== Segment start ==
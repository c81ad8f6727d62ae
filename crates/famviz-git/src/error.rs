//! Git error types.

use std::path::PathBuf;

use thiserror::Error;

/// Git-related errors.
#[derive(Debug, Error)]
pub enum GitError {
    /// The remote repository does not exist.
    #[error(
        "unable to clone {name} from {url}. Please check if {code} is a valid Apertium language or pair and remove it from the families file if it isn't"
    )]
    RepoNotFound {
        name: String,
        code: String,
        url: String,
    },

    /// The remote exists but could not be reached or transferred.
    #[error("network error while syncing {name}")]
    Network {
        name: String,
        #[source]
        source: git2::Error,
    },

    /// Not a git repository.
    #[error("not a git repository: {0}")]
    NotARepo(PathBuf),

    /// A `git` subprocess exited unsuccessfully.
    #[error("`git {command}` failed: {stderr}")]
    Command { command: String, stderr: String },

    /// Git2 error.
    #[error("git error: {0}")]
    Git2(#[from] git2::Error),

    /// IO error.
    #[error("IO error: {0}")]
    Io(#[from] std::io::Error),
}

/// Result type for git operations.
pub type GitResult<T> = Result<T, GitError>;

#[cfg(test)]
mod tests {
    use super::*;

    #[test]
    fn test_repo_not_found_display() {
        let err = GitError::RepoNotFound {
            name: "apertium-xyz".to_string(),
            code: "xyz".to_string(),
            url: "https://github.com/apertium/apertium-xyz".to_string(),
        };
        let msg = err.to_string();
        assert!(msg.starts_with("unable to clone apertium-xyz"));
        assert!(msg.contains("xyz is a valid Apertium language"));
    }

    #[test]
    fn test_not_a_repo_display() {
        let err = GitError::NotARepo(PathBuf::from("/tmp/not-git"));
        assert_eq!(err.to_string(), "not a git repository: /tmp/not-git");
    }

    #[test]
    fn test_command_display() {
        let err = GitError::Command {
            command: "log".to_string(),
            stderr: "fatal: bad revision".to_string(),
        };
        assert_eq!(err.to_string(), "`git log` failed: fatal: bad revision");
    }

    #[test]
    fn test_network_keeps_source() {
        let err = GitError::Network {
            name: "apertium-tat".to_string(),
            source: git2::Error::from_str("connection reset"),
        };
        assert_eq!(err.to_string(), "network error while syncing apertium-tat");
        assert!(std::error::Error::source(&err).is_some());
    }
}
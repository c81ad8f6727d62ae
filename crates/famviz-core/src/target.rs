//! The dictionary file tracked for an entity.

use std::path::Path;

use famviz_counter::FileFormat;
use tracing::debug;

use crate::exceptions;

/// A dictionary file whose history is aggregated.
#[derive(Debug, Clone, PartialEq, Eq)]
pub struct TrackedFile {
    /// Repository name, e.g. `apertium-tat-kir`.
    pub repo: String,

    /// Language or pair code the history is stored under.
    pub entity: String,

    /// Path of the file in the repository's current tree.
    pub path: String,

    /// Format used to count the file.
    pub format: FileFormat,

    /// Whether the file is a bilingual dictionary.
    pub bilingual: bool,
}

impl TrackedFile {
    /// The monolingual dictionary `apertium-<lang>.<lang>.<ext>`.
    #[must_use]
    pub fn mono(language: &str, format: FileFormat) -> Self {
        Self {
            repo: format!("apertium-{language}"),
            entity: language.to_string(),
            path: format!("apertium-{language}.{language}.{}", format.extension()),
            format,
            bilingual: false,
        }
    }

    /// The bilingual dictionary of a pair, named after its dictionary alias.
    #[must_use]
    pub fn pair(pair: &str) -> Self {
        let dix = exceptions::dictionary_name(pair);
        Self {
            repo: format!("apertium-{pair}"),
            entity: pair.to_string(),
            path: format!("apertium-{dix}.{dix}.{}", FileFormat::Dix.extension()),
            format: FileFormat::Dix,
            bilingual: true,
        }
    }
}

/// Detects the format of a language's monolingual dictionary.
///
/// Looks at the files named `apertium-<lang>.<lang>.*` in name order and
/// returns the first recognised format.
#[must_use]
pub fn detect_dictionary(repo_dir: &Path, language: &str) -> Option<FileFormat> {
    let prefix = format!("apertium-{language}.{language}.");
    let Ok(entries) = std::fs::read_dir(repo_dir) else {
        debug!(dir = %repo_dir.display(), "unreadable repository directory");
        return None;
    };

    let mut names: Vec<String> = entries
        .filter_map(Result::ok)
        .filter_map(|entry| entry.file_name().into_string().ok())
        .filter(|name| name.starts_with(&prefix))
        .collect();
    names.sort();

    names.iter().find_map(FileFormat::detect)
}

#[cfg(test)]
mod tests {
    use super::*;
    use std::fs;
    use tempfile::TempDir;

    #[test]
    fn test_mono_target() {
        let target = TrackedFile::mono("tat", FileFormat::Lexc);
        assert_eq!(target.repo, "apertium-tat");
        assert_eq!(target.path, "apertium-tat.tat.lexc");
        assert!(!target.bilingual);
    }

    #[test]
    fn test_pair_target_uses_alias() {
        let target = TrackedFile::pair("tat-kir");
        assert_eq!(target.repo, "apertium-tat-kir");
        assert_eq!(target.entity, "tat-kir");
        assert_eq!(target.path, "apertium-tt-ky.tt-ky.dix");
        assert!(target.bilingual);

        let target = TrackedFile::pair("kaz-tat");
        assert_eq!(target.path, "apertium-kaz-tat.kaz-tat.dix");
    }

    #[test]
    fn test_detect_dictionary() {
        let dir = TempDir::new().unwrap();
        for name in [
            "apertium-tat.tat.rlx",
            "apertium-tat.tat.lexc",
            "apertium-tat.tat.twol",
            "apertium-tat.post-tat.dix",
        ] {
            fs::write(dir.path().join(name), "").unwrap();
        }
        assert_eq!(detect_dictionary(dir.path(), "tat"), Some(FileFormat::Lexc));
    }

    #[test]
    fn test_detect_dictionary_first_in_name_order() {
        let dir = TempDir::new().unwrap();
        fs::write(dir.path().join("apertium-cat.cat.metadix"), "").unwrap();
        fs::write(dir.path().join("apertium-cat.cat.dix"), "").unwrap();
        assert_eq!(detect_dictionary(dir.path(), "cat"), Some(FileFormat::Dix));
    }

    #[test]
    fn test_detect_dictionary_unknown() {
        let dir = TempDir::new().unwrap();
        fs::write(dir.path().join("apertium-tat.tat.rlx"), "").unwrap();
        assert_eq!(detect_dictionary(dir.path(), "tat"), None);
        assert_eq!(detect_dictionary(&dir.path().join("missing"), "tat"), None);
    }
}
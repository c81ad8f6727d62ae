//! HTTP collaborators of the family visualizer scraper.
//!
//! - [`StatsClient`] reads the package catalog and per-file statistics
//! - [`WikiClient`] reads the language state table of a family page
//! - [`RawContent`] fetches a file as it was at a given commit

mod client;
mod error;
mod revision;
mod stats;
mod wiki;

#[cfg(test)]
mod test_server;

pub use client::HttpClient;
pub use error::{RemoteError, RemoteResult};
pub use revision::{RawContent, RevisionFetcher, raw_url};
pub use stats::{PackageCatalog, Stat, StatsClient};
pub use wiki::{StateSource, WikiClient, WikiTable, family_title};
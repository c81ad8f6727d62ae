//! Git layer for the family visualizer scraper.
//!
//! This crate provides:
//! - [`RepoCache`]: local clones of the project's repositories
//! - [`HistoryWalker`] / [`GitCli`]: rename-following history of one file
//! - Author and committer listings for contributor statistics

mod cache;
mod error;
mod log;

pub use cache::RepoCache;
pub use error::{GitError, GitResult};
pub use log::{GitCli, HistoryWalker, LogEntry, parse_log};
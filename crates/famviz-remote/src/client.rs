//! HTTP client with an explicit timeout and retry policy.

use std::time::Duration;

use famviz_config::HttpConfig;
use serde::de::DeserializeOwned;
use tracing::{debug, warn};

use crate::{RemoteError, RemoteResult};

/// A GET-only HTTP client.
///
/// Transient failures (timeouts, refused connections, 5xx answers) are
/// retried `retries` times; everything else fails immediately.
#[derive(Clone)]
pub struct HttpClient {
    inner: reqwest::Client,
    retries: u32,
    retry_delay: Duration,
}

impl HttpClient {
    /// Creates a client following the given policy.
    ///
    /// # Errors
    ///
    /// Returns an error if the TLS backend cannot be initialised.
    pub fn new(config: &HttpConfig) -> RemoteResult<Self> {
        let inner = reqwest::Client::builder()
            .user_agent(concat!(
                env!("CARGO_PKG_NAME"),
                "/",
                env!("CARGO_PKG_VERSION")
            ))
            .timeout(config.timeout())
            .build()
            .map_err(RemoteError::Client)?;

        Ok(Self {
            inner,
            retries: config.retries,
            retry_delay: config.retry_delay(),
        })
    }

    /// Fetches `url`, returning the response whatever its status.
    ///
    /// # Errors
    ///
    /// Returns an error if no attempt completed.
    pub async fn get(&self, url: &str) -> RemoteResult<reqwest::Response> {
        let mut attempt = 0;
        loop {
            let result = self
                .inner
                .get(url)
                .send()
                .await
                .map_err(|source| RemoteError::Request {
                    url: url.to_string(),
                    source,
                })
                .and_then(|response| {
                    let status = response.status();
                    if status.is_server_error() {
                        Err(RemoteError::Status {
                            url: url.to_string(),
                            status: status.as_u16(),
                        })
                    } else {
                        Ok(response)
                    }
                });

            match result {
                Err(e) if e.is_transient() && attempt < self.retries => {
                    attempt += 1;
                    warn!(url, attempt, error = %e, "retrying request");
                    tokio::time::sleep(self.retry_delay).await;
                }
                other => return other,
            }
        }
    }

    /// Fetches `url` as text. Non-success statuses are errors.
    ///
    /// # Errors
    ///
    /// Returns an error if the request fails, the status is not a success
    /// or the body is not text.
    pub async fn get_text(&self, url: &str) -> RemoteResult<String> {
        let response = ensure_success(url, self.get(url).await?)?;
        response.text().await.map_err(|source| RemoteError::Decode {
            url: url.to_string(),
            source,
        })
    }

    /// Fetches `url` as text, or `None` for a 4xx answer.
    ///
    /// # Errors
    ///
    /// Returns an error if the request fails or the body is not text.
    pub async fn get_text_opt(&self, url: &str) -> RemoteResult<Option<String>> {
        let response = self.get(url).await?;
        if response.status().is_client_error() {
            debug!(url, status = response.status().as_u16(), "no content");
            return Ok(None);
        }
        let response = ensure_success(url, response)?;
        response
            .text()
            .await
            .map(Some)
            .map_err(|source| RemoteError::Decode {
                url: url.to_string(),
                source,
            })
    }

    /// Fetches `url` and decodes it as JSON.
    ///
    /// # Errors
    ///
    /// Returns an error if the request fails, the status is not a success
    /// or the body does not decode into `T`.
    pub async fn get_json<T: DeserializeOwned>(&self, url: &str) -> RemoteResult<T> {
        let response = ensure_success(url, self.get(url).await?)?;
        response.json().await.map_err(|source| RemoteError::Decode {
            url: url.to_string(),
            source,
        })
    }
}

fn ensure_success(url: &str, response: reqwest::Response) -> RemoteResult<reqwest::Response> {
    let status = response.status();
    if status.is_success() {
        Ok(response)
    } else {
        Err(RemoteError::Status {
            url: url.to_string(),
            status: status.as_u16(),
        })
    }
}
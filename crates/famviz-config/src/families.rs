//! Language families.

use std::collections::BTreeMap;
use std::path::Path;

use serde::Deserialize;
use tracing::debug;

use crate::{ConfigError, ConfigResult};

/// Named groups of language codes, read from `families.json`.
///
/// ```json
/// { "turkic": ["tat", "kir", "kaz"], "celtic": ["cym", "bre"] }
/// ```
#[derive(Debug, Clone, Default, Deserialize)]
#[serde(transparent)]
pub struct Families(BTreeMap<String, Vec<String>>);

impl Families {
    /// Returns the language codes of a family. The name is matched
    /// case-insensitively.
    ///
    /// # Errors
    ///
    /// Returns [`ConfigError::UnknownFamily`] if the family is not listed.
    pub fn languages(&self, family: &str) -> ConfigResult<&[String]> {
        let key = family.to_lowercase();
        self.0
            .get(&key)
            .map(Vec::as_slice)
            .ok_or(ConfigError::UnknownFamily(key))
    }
}

/// Loads the families file.
///
/// # Errors
///
/// Returns an error if the file is missing or is not a JSON object of
/// string arrays.
pub fn load_families(path: impl AsRef<Path>) -> ConfigResult<Families> {
    let path = path.as_ref();
    debug!(?path, "loading families");

    if !path.exists() {
        return Err(ConfigError::NotFound(path.to_path_buf()));
    }

    let content = std::fs::read_to_string(path)?;
    serde_json::from_str(&content).map_err(|source| ConfigError::InvalidFamilies {
        path: path.to_path_buf(),
        source,
    })
}

#[cfg(test)]
mod tests {
    use super::*;
    use std::fs;
    use tempfile::TempDir;

    #[test]
    fn test_load_families() {
        let temp_dir = TempDir::new().unwrap();
        let path = temp_dir.path().join("families.json");
        fs::write(&path, r#"{"turkic": ["tat", "kir"], "celtic": ["cym"]}"#).unwrap();

        let families = load_families(&path).unwrap();
        assert_eq!(families.languages("turkic").unwrap(), ["tat", "kir"]);
        assert_eq!(families.languages("celtic").unwrap(), ["cym"]);
    }

    #[test]
    fn test_languages_case_insensitive() {
        let families = Families([("turkic".to_string(), vec!["tat".to_string()])].into());
        assert_eq!(families.languages("Turkic").unwrap(), ["tat"]);
        assert_eq!(families.languages("TURKIC").unwrap(), ["tat"]);
    }

    #[test]
    fn test_unknown_family() {
        let families = Families::default();
        match families.languages("Klingon") {
            Err(ConfigError::UnknownFamily(name)) => assert_eq!(name, "klingon"),
            other => panic!("expected UnknownFamily, got {other:?}"),
        }
    }

    #[test]
    fn test_invalid_families_file() {
        let temp_dir = TempDir::new().unwrap();
        let path = temp_dir.path().join("families.json");
        fs::write(&path, r#"{"turkic": "tat"}"#).unwrap();

        assert!(matches!(
            load_families(&path),
            Err(ConfigError::InvalidFamilies { .. })
        ));
    }

    #[test]
    fn test_missing_families_file() {
        assert!(matches!(
            load_families("/nonexistent/families.json"),
            Err(ConfigError::NotFound(_))
        ));
    }
}
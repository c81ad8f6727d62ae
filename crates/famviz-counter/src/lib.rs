//! Stem counter interface for the family visualizer scraper.
//!
//! This crate provides the counter seam and the format dispatch around it:
//! - [`Plugin`]: Base trait for all counters
//! - [`StemCounter`]: Counts stems or entries in one dictionary source
//! - [`FileFormat`]: The recognised dictionary formats
//! - [`CounterSet`]: Dispatches content to the counter for its format and
//!   turns every failure into [`CountOutcome::Failed`]

mod adapter;
mod error;
mod format;

pub use adapter::{CountOutcome, CounterSet};
pub use error::{CounterError, CounterResult};
pub use format::FileFormat;

/// Base trait for all plugins.
pub trait Plugin: Send + Sync {
    /// Returns the plugin name.
    fn name(&self) -> &'static str;

    /// Returns the plugin version.
    fn version(&self) -> &'static str;

    /// Returns a short description of the plugin.
    fn description(&self) -> &'static str {
        ""
    }
}

/// Counts the lexical units of one dictionary source.
pub trait StemCounter: Plugin {
    /// Returns whether this counter understands `format`.
    fn supports(&self, format: FileFormat) -> bool;

    /// Counts stems (monolingual) or entries (bilingual) in `content`.
    ///
    /// # Errors
    ///
    /// Returns an error if the content cannot be parsed.
    fn count(&self, content: &str, bilingual: bool) -> CounterResult<u64>;
}
//! Configuration error types.

use thiserror::Error;

/// Configuration-related errors.
#[derive(Debug, Error)]
pub enum ConfigError {
    /// Configuration file not found.
    #[error("configuration file not found: {0}")]
    NotFound(std::path::PathBuf),

    /// Invalid TOML syntax.
    #[error("invalid TOML: {0}")]
    InvalidToml(#[from] toml::de::Error),

    /// Invalid families file.
    #[error("invalid families file {path}: {source}")]
    InvalidFamilies {
        path: std::path::PathBuf,
        #[source]
        source: serde_json::Error,
    },

    /// The requested family is not configured.
    #[error(
        "the family {0} is not in the families file. Please choose another family or add the family to the file"
    )]
    UnknownFamily(String),

    /// Invalid configuration value.
    #[error("invalid configuration: {0}")]
    Invalid(String),

    /// IO error.
    #[error("IO error: {0}")]
    Io(#[from] std::io::Error),
}

/// Result type for configuration operations.
pub type ConfigResult<T> = Result<T, ConfigError>;
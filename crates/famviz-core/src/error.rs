//! Core error types.

use std::path::PathBuf;

use thiserror::Error;

/// Errors that abort a scrape.
///
/// Per-revision problems (a revision that cannot be fetched or counted) are
/// not errors; the merger skips them.
#[derive(Debug, Error)]
pub enum CoreError {
    /// Git error.
    #[error(transparent)]
    Git(#[from] famviz_git::GitError),

    /// Configuration error.
    #[error(transparent)]
    Config(#[from] famviz_config::ConfigError),

    /// Stats service, wiki or raw content error.
    #[error(transparent)]
    Remote(#[from] famviz_remote::RemoteError),

    /// An output file could not be encoded.
    #[error("failed to encode {path}: {source}")]
    Encode {
        path: PathBuf,
        #[source]
        source: serde_json::Error,
    },

    /// IO error.
    #[error("IO error: {0}")]
    Io(#[from] std::io::Error),
}

/// Result type for core operations.
pub type CoreResult<T> = Result<T, CoreError>;
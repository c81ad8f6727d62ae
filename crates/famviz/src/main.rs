//! famviz CLI - Scrape the data of a language family for the family visualizer.

use anyhow::Result;
use clap::Parser;
use tracing_subscriber::EnvFilter;

mod cli;
mod scrape;

fn main() -> Result<()> {
    let cli = cli::Cli::parse();

    // Bare messages: progress lines are meant for the operator
    tracing_subscriber::fmt()
        .with_env_filter(
            EnvFilter::try_from_default_env()
                .unwrap_or_else(|_| EnvFilter::new(cli.verbosity().directive())),
        )
        .with_target(false)
        .without_time()
        .with_writer(std::io::stderr)
        .init();

    cli.run()
}
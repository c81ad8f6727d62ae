//! Dictionary file formats.

use std::fmt;
use std::path::Path;

use serde::{Deserialize, Serialize};

/// A recognised dictionary source format.
#[derive(Debug, Clone, Copy, PartialEq, Eq, Hash, Serialize, Deserialize)]
#[serde(rename_all = "lowercase")]
pub enum FileFormat {
    /// Lexicon compiler source (`.lexc`).
    Lexc,
    /// Dictionary XML (`.dix`).
    Dix,
    /// Dictionary XML with metaparadigms (`.metadix`).
    Metadix,
}

impl FileFormat {
    /// All formats, in detection order.
    pub const ALL: [Self; 3] = [Self::Lexc, Self::Dix, Self::Metadix];

    /// Returns the file extension, without the dot.
    #[must_use]
    pub const fn extension(self) -> &'static str {
        match self {
            Self::Lexc => "lexc",
            Self::Dix => "dix",
            Self::Metadix => "metadix",
        }
    }

    /// Parses an extension (with or without the leading dot).
    #[must_use]
    pub fn from_extension(ext: &str) -> Option<Self> {
        let ext = ext.strip_prefix('.').unwrap_or(ext);
        Self::ALL.into_iter().find(|f| f.extension() == ext)
    }

    /// Detects the format of a path from its extension.
    #[must_use]
    pub fn detect(path: impl AsRef<Path>) -> Option<Self> {
        path.as_ref()
            .extension()
            .and_then(|e| e.to_str())
            .and_then(Self::from_extension)
    }

    /// Returns the stats service file type of this format.
    #[must_use]
    pub const fn file_type(self, bilingual: bool) -> &'static str {
        match (self, bilingual) {
            (Self::Lexc, _) => "lexc",
            (Self::Dix | Self::Metadix, true) => "bidix",
            (Self::Dix, false) => "monodix",
            (Self::Metadix, false) => "metamonodix",
        }
    }
}

impl fmt::Display for FileFormat {
    fn fmt(&self, f: &mut fmt::Formatter<'_>) -> fmt::Result {
        f.write_str(self.extension())
    }
}
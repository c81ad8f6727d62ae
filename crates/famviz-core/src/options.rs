//! Scrape options.

/// What a scrape does.
#[derive(Debug, Clone, Copy, Default)]
pub struct ScrapeOptions {
    /// Only write the family snapshots, skip the histories.
    pub shallow: bool,

    /// Report committers whose email is missing from the shared mailmap.
    pub audit_mailmap: bool,
}
//! Dictionary XML stem counter plugin.
//!
//! Counts `<e>` entries inside `<section>` elements. A monolingual
//! dictionary only counts entries with a lemma (`lm` attribute); a bilingual
//! one counts every entry.

use famviz_counter::{CounterError, CounterResult, FileFormat, Plugin, StemCounter};
use quick_xml::Reader;
use quick_xml::events::{BytesStart, Event};

/// Statistics of one dictionary source.
#[derive(Debug, Clone, Copy, PartialEq, Eq, Default)]
pub struct DixInfo {
    /// Stems (monolingual) or entries (bilingual).
    pub stems: u64,
    /// Paradigm definitions.
    pub paradigms: u64,
}

/// Reads the statistics of a dictionary source.
///
/// Returns `None` if the source is not well-formed or has no
/// `<dictionary>` root.
#[must_use]
pub fn get_info(content: &str, bilingual: bool) -> Option<DixInfo> {
    let mut reader = Reader::from_str(content);
    reader.config_mut().trim_text(true);

    let mut info = DixInfo::default();
    let mut depth = 0usize;
    let mut sections = 0usize;
    let mut has_root = false;

    loop {
        match reader.read_event() {
            Ok(Event::Start(e)) => {
                if depth == 0 && e.local_name().as_ref() == b"dictionary" {
                    has_root = true;
                }
                depth += 1;
                if e.local_name().as_ref() == b"section" {
                    sections += 1;
                }
                visit(&e, sections, bilingual, &mut info)?;
            }
            Ok(Event::Empty(e)) => {
                if depth == 0 && e.local_name().as_ref() == b"dictionary" {
                    has_root = true;
                }
                visit(&e, sections, bilingual, &mut info)?;
            }
            Ok(Event::End(e)) => {
                depth = depth.checked_sub(1)?;
                if e.local_name().as_ref() == b"section" {
                    sections = sections.saturating_sub(1);
                }
            }
            Ok(Event::Eof) => break,
            Ok(_) => {}
            Err(_) => return None,
        }
    }

    (has_root && depth == 0).then_some(info)
}

fn visit(e: &BytesStart<'_>, sections: usize, bilingual: bool, info: &mut DixInfo) -> Option<()> {
    match e.local_name().as_ref() {
        b"pardef" => info.paradigms += 1,
        b"e" if sections > 0 => {
            if bilingual || e.try_get_attribute("lm").ok()?.is_some() {
                info.stems += 1;
            }
        }
        _ => {}
    }
    Some(())
}

/// Dictionary XML stem counter.
pub struct DixCounter;

impl DixCounter {
    /// Creates a new dix counter.
    #[must_use]
    pub fn new() -> Self {
        Self
    }
}

impl Default for DixCounter {
    fn default() -> Self {
        Self::new()
    }
}

impl Plugin for DixCounter {
    fn name(&self) -> &'static str {
        "dix"
    }

    fn version(&self) -> &'static str {
        env!("CARGO_PKG_VERSION")
    }

    fn description(&self) -> &'static str {
        "Counts stems and entries in dictionary XML sources"
    }
}

impl StemCounter for DixCounter {
    fn supports(&self, format: FileFormat) -> bool {
        matches!(format, FileFormat::Dix | FileFormat::Metadix)
    }

    fn count(&self, content: &str, bilingual: bool) -> CounterResult<u64> {
        get_info(content, bilingual)
            .map(|info| info.stems)
            .ok_or(CounterError::NoResult)
    }
}
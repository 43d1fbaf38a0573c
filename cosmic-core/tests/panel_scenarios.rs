//! End-to-end panel scenarios: control input → event → resample.

use std::sync::mpsc::Receiver;

use cosmic_core::binding::{event_channel, PanelEvent, PanelId};
use cosmic_core::config::CosmicConfig;
use cosmic_core::models::{cumulative_collision_probability, probability_of_intelligent_life};
use cosmic_core::panel::{AsteroidPanel, LifePanel, ProbabilityPanel};
use cosmic_core::CosmicError;

fn panels() -> (LifePanel, AsteroidPanel, Receiver<PanelEvent>) {
    let (tx, rx) = event_channel();
    let config = CosmicConfig::default();
    let life = config.life.build_panel(tx.clone()).unwrap();
    let asteroid = config.asteroid.build_panel(tx).unwrap();
    (life, asteroid, rx)
}

#[test]
fn peak_at_current_age() {
    assert_eq!(probability_of_intelligent_life(13.8e9, 13.8e9, 1e12), 1.0);
}

#[test]
fn hundred_thousand_years_at_one_in_a_hundred_million() {
    let p = cumulative_collision_probability(100_000, 1e-8);
    assert!((p - 9.995e-4).abs() < 1e-6);
}

#[test]
fn invalid_text_changes_nothing_and_triggers_no_redraw() {
    let (mut life, mut asteroid, rx) = panels();
    let life_before = life.chart();
    let asteroid_before = asteroid.chart();

    for panel in [&mut life as &mut dyn ProbabilityPanel, &mut asteroid] {
        let err = panel.binding_mut().submit_text("abc").unwrap_err();
        assert!(matches!(err, CosmicError::InvalidNumericInput { .. }));
    }

    assert!(rx.try_recv().is_err());
    assert_eq!(life.chart(), life_before);
    assert_eq!(asteroid.chart(), asteroid_before);
}

#[test]
fn text_and_slider_produce_the_same_event() {
    let (mut life, _asteroid, rx) = panels();
    life.binding_mut().submit_text("2.5e11").unwrap();
    let via_text: Vec<PanelEvent> = rx.try_iter().collect();

    life.binding_mut().set_position(0);
    let _ = rx.try_iter().count();
    life.binding_mut().set_position(250);
    let via_slider: Vec<PanelEvent> = rx.try_iter().collect();

    assert_eq!(via_text, via_slider);
    assert_eq!(
        via_text,
        vec![PanelEvent::PositionChanged {
            panel: PanelId::Life,
            position: 250
        }]
    );
}

#[test]
fn panels_publish_on_a_shared_queue_independently() {
    let (mut life, mut asteroid, rx) = panels();
    life.binding_mut().set_position(100);
    asteroid.binding_mut().submit_text("5e-7").unwrap();

    let events: Vec<PanelId> = rx.try_iter().map(|e| e.panel()).collect();
    assert_eq!(events, vec![PanelId::Life, PanelId::Asteroid]);
    assert_eq!(asteroid.binding().position(), 50);
    assert_eq!(life.binding().position(), 100);
}

#[test]
fn redraw_button_resamples_identically() {
    let (life, _asteroid, rx) = panels();
    let before = life.chart();
    life.binding().request_redraw();
    assert_eq!(
        rx.try_recv().unwrap(),
        PanelEvent::RedrawRequested {
            panel: PanelId::Life
        }
    );
    assert_eq!(life.chart(), before);
}

#[test]
fn asteroid_curve_rises_with_slider() {
    let (_life, mut asteroid, _rx) = panels();
    let last = |panel: &AsteroidPanel| panel.chart().series.as_slice()[9].1;

    let mut previous = -1.0;
    for position in [0, 1, 10, 50, 100] {
        asteroid.binding_mut().set_position(position);
        let value = last(&asteroid);
        assert!(value > previous || (position == 0 && value == 0.0));
        previous = value;
    }
}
== Segment end ==
REQUIRED WORK: Whenever the string "events" turns up in a line above, copy that line out.

WRITTEN REPLY:
use quick_xml::events::{BytesStart, Event};
    let events: Vec<PanelId> = rx.try_iter().map(|e| e.panel()).collect();
    assert_eq!(events, vec![PanelId::Life, PanelId::Asteroid]);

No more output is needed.